Visualise and project how the situation of the municipality may change in the future under certain scenarios.

  • Definition of the baseline, optimal and strategic scenarios

  • Projection of variables describing the city according to the identified scenarios, including population, urban expansion, equipment and required public space


This activity contains qualitative and quantitative tools that allow the description and calculation of future scenario (that might include desirable and undesirable situations) analyse their impacts on the territory and thus clarify and anticipate possible futures. Scenarios should be defined on the basis of a time horizon. They can also be calculated on the basis of short-, medium - and long - term projections. 

Scenarios can include the baseline or "as usual", the optimal, and the strategic. The first assumes that existing trajectories will not change in the future and conditions will be extrapolated from what is currently and has been happening in the past.
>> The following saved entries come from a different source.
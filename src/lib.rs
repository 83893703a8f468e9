//! thermalctl: command-queue control core for an FPGA-attached thermal
//! instrument node.
//!
//! Exposes the core for the simulation binary and for integration tests.
//! Real hardware and transports plug in through the traits in
//! [`app::ports`].

#![deny(unused_must_use)]

pub mod adapters;
pub mod app;
pub mod config;
pub mod diagnostics;
pub mod error;
pub mod fsm;
pub mod ilc;
pub mod node;
pub mod queue;
pub mod telemetry;
pub mod threads;

pub use error::{Error, Result};
pub use node::Node;
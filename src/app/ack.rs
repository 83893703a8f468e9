//! Command acknowledgments.
//!
//! Every accepted external command gets exactly one terminal ack.  The
//! [`AckHandle`] enforces that: `complete` and `fail` consume it, and a
//! handle dropped without either (unwinding panic, hard shutdown) reports
//! failure on its own.

use std::sync::Arc;

use log::{debug, warn};

use super::commands::CommandName;
use super::ports::AckPort;
use crate::error::ExecutionError;

/// Wire code for an in-progress ack.
pub const ACK_IN_PROGRESS: i32 = 301;
/// Wire code for a complete ack.
pub const ACK_COMPLETE: i32 = 303;
/// Wire code for a failed ack.
pub const ACK_FAILED: i32 = -302;

/// Acknowledgment sent back to a command's originator.
#[derive(Debug, Clone, PartialEq, Eq)]
pub enum Ack {
    InProgress,
    Complete,
    /// `code` is the domain error code (`1xx` admission, `2xx` execution).
    Failed { code: i32, message: String },
}

impl Ack {
    /// Wire code of the ack itself.
    pub fn code(&self) -> i32 {
        match self {
            Self::InProgress => ACK_IN_PROGRESS,
            Self::Complete => ACK_COMPLETE,
            Self::Failed { .. } => ACK_FAILED,
        }
    }

    pub fn is_terminal(&self) -> bool {
        !matches!(self, Self::InProgress)
    }
}

struct Route {
    port: Arc<dyn AckPort>,
    name: CommandName,
    command_id: i32,
}

/// Move-only ack obligation for one command.
///
/// Detached handles (internal commands, direct submissions) have no
/// originator; their acks are only logged.
pub struct AckHandle {
    route: Option<Route>,
    label: &'static str,
    done: bool,
}

impl AckHandle {
    pub fn new(port: Arc<dyn AckPort>, name: CommandName, command_id: i32) -> Self {
        Self {
            route: Some(Route {
                port,
                name,
                command_id,
            }),
            label: name.as_str(),
            done: false,
        }
    }

    pub fn detached(label: &'static str) -> Self {
        Self {
            route: None,
            label,
            done: false,
        }
    }

    /// External identifier, if the command came from the channel.
    pub fn command_id(&self) -> Option<i32> {
        self.route.as_ref().map(|r| r.command_id)
    }

    pub fn label(&self) -> &'static str {
        self.label
    }

    pub fn in_progress(&self) {
        self.send(&Ack::InProgress);
    }

    pub fn complete(mut self) {
        self.finish(&Ack::Complete);
    }

    pub fn fail(mut self, code: i32, message: impl Into<String>) {
        let ack = Ack::Failed {
            code,
            message: message.into(),
        };
        self.finish(&ack);
    }

    pub fn fail_with(self, error: &ExecutionError) {
        self.fail(error.code(), error.to_string());
    }

    fn finish(&mut self, ack: &Ack) {
        self.done = true;
        self.send(ack);
    }

    fn send(&self, ack: &Ack) {
        match &self.route {
            Some(route) => route.port.ack(route.name, route.command_id, ack),
            None => debug!("ack {} (detached): {:?}", self.label, ack),
        }
    }
}

impl Drop for AckHandle {
    fn drop(&mut self) {
        if self.done {
            return;
        }
        let error = if std::thread::panicking() {
            ExecutionError::Panicked
        } else {
            ExecutionError::Abandoned
        };
        warn!("{}: no terminal ack sent, failing with {}", self.label, error);
        self.finish(&Ack::Failed {
            code: error.code(),
            message: error.to_string(),
        });
    }
}

impl core::fmt::Debug for AckHandle {
    fn fmt(&self, f: &mut core::fmt::Formatter<'_>) -> core::fmt::Result {
        f.debug_struct("AckHandle")
            .field("label", &self.label)
            .field("command_id", &self.command_id())
            .field("done", &self.done)
            .finish()
    }
}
It is important that this scenario is considered because it allows to visualise and identify what would happen if no action is taken in the urban development of the city, map any undesirable conditions, and plan to avoid them. The optimal scenario is the one where all strategic variables are considered to reach the best possible status, but which will not necessarily be feasible or achievable. The strategic scenario is the desirable scenario and considers what is realistic under current conditions. This scenario should be aligned with the vision and objectives that will be set out in the next activity. 

To build the scenarios, some assumptions need to be first established, defining what are the minimum conditions needed for each "as usual", optimal and strategic scenario to develop. To do this, review the narratives of each of the scenarios developed previously (T25 Scenario Building Narratives). Then, there needs to be a selection of variables that will be studied under each scenario. These can vary and depend on the scope of the planning process but need to be linked to sustainable development, such as population growth, urban expansion projections, requirements for public space and urban services, etc. After the variables are selected, they need to be calculated for each of the scenarios.

To calculate population growth and urban footprint, the team can use T19 Urban Expansion Projection. This uses population census data to first estimate projections in a defined timeframe. Then, the required urban land area to fit that population growth is calculated, according to different density scenarios that correspond to the scale and current development of the city. Density averages by type of single-family or multi-family housing should be considered, as well as ensuring that the growth rate of the urban footprint (area that the city expands) is aligned to the projected population growth.

Additionally, the T43 Facilities and Public Space Projections can be used to estimate the deficit and current coverage of each type of facility (healthcare, education, commercial, sports, cultural, etc.), as well as to determine the number of units of each type needed to cover, as the case may be, the current unmet demand and the future demand based on projections. The analysis should be carried out with special attention to the demand for facilities according to the scale of the city and its population. The tool also allows to calculate and compare the necessary public space surface and the current and future coverage, according to national ratios and international recommendations. It is important to clarify that this calculation is done on an aggregated basis for the whole city, and it is necessary to analyse the distribution of existing and future public facilities and spaces. In order to do so, the scenario building can be complemented with spatial analysis to evaluate which areas of the city lack accesibility to these facilities, defining buffers that correspond to walking distances (e.g. accessibility in 5, 10, 15 minutes), according to the scale of the city and the capacity of facilities. These analysis could be taken from Block D Analysis and Diagnosis.

Finally, it is recommended to estimate the provision of public services such as water demand, electricity consumption, sanitation services, solid waste management, road network infrastructure, etc. in order to know the demand for each type of service, and to establish a basis for the strategies to propose the amount of primary infrastructure or public investments required.


1. Define the timeframe for the scenarios.

2. Identify the assumptions for each of the scenarios: baseline / "as usual", optimistic, strategic. This can be done by reviewing the different narratives and then identifying key assumptions (T25 Scenario Building Narratives).

3. Define the variables that need to be considered and calculated for each of the scenarios.

4. Calculate the population and urban expansion projections (T19 Urban Expansion Projections).

5. Calculate the rest of the variables, including the requirement for urban facilities and public spaces (T43 Facilities and Public Space Projections) as well as accessibility and provision of public services.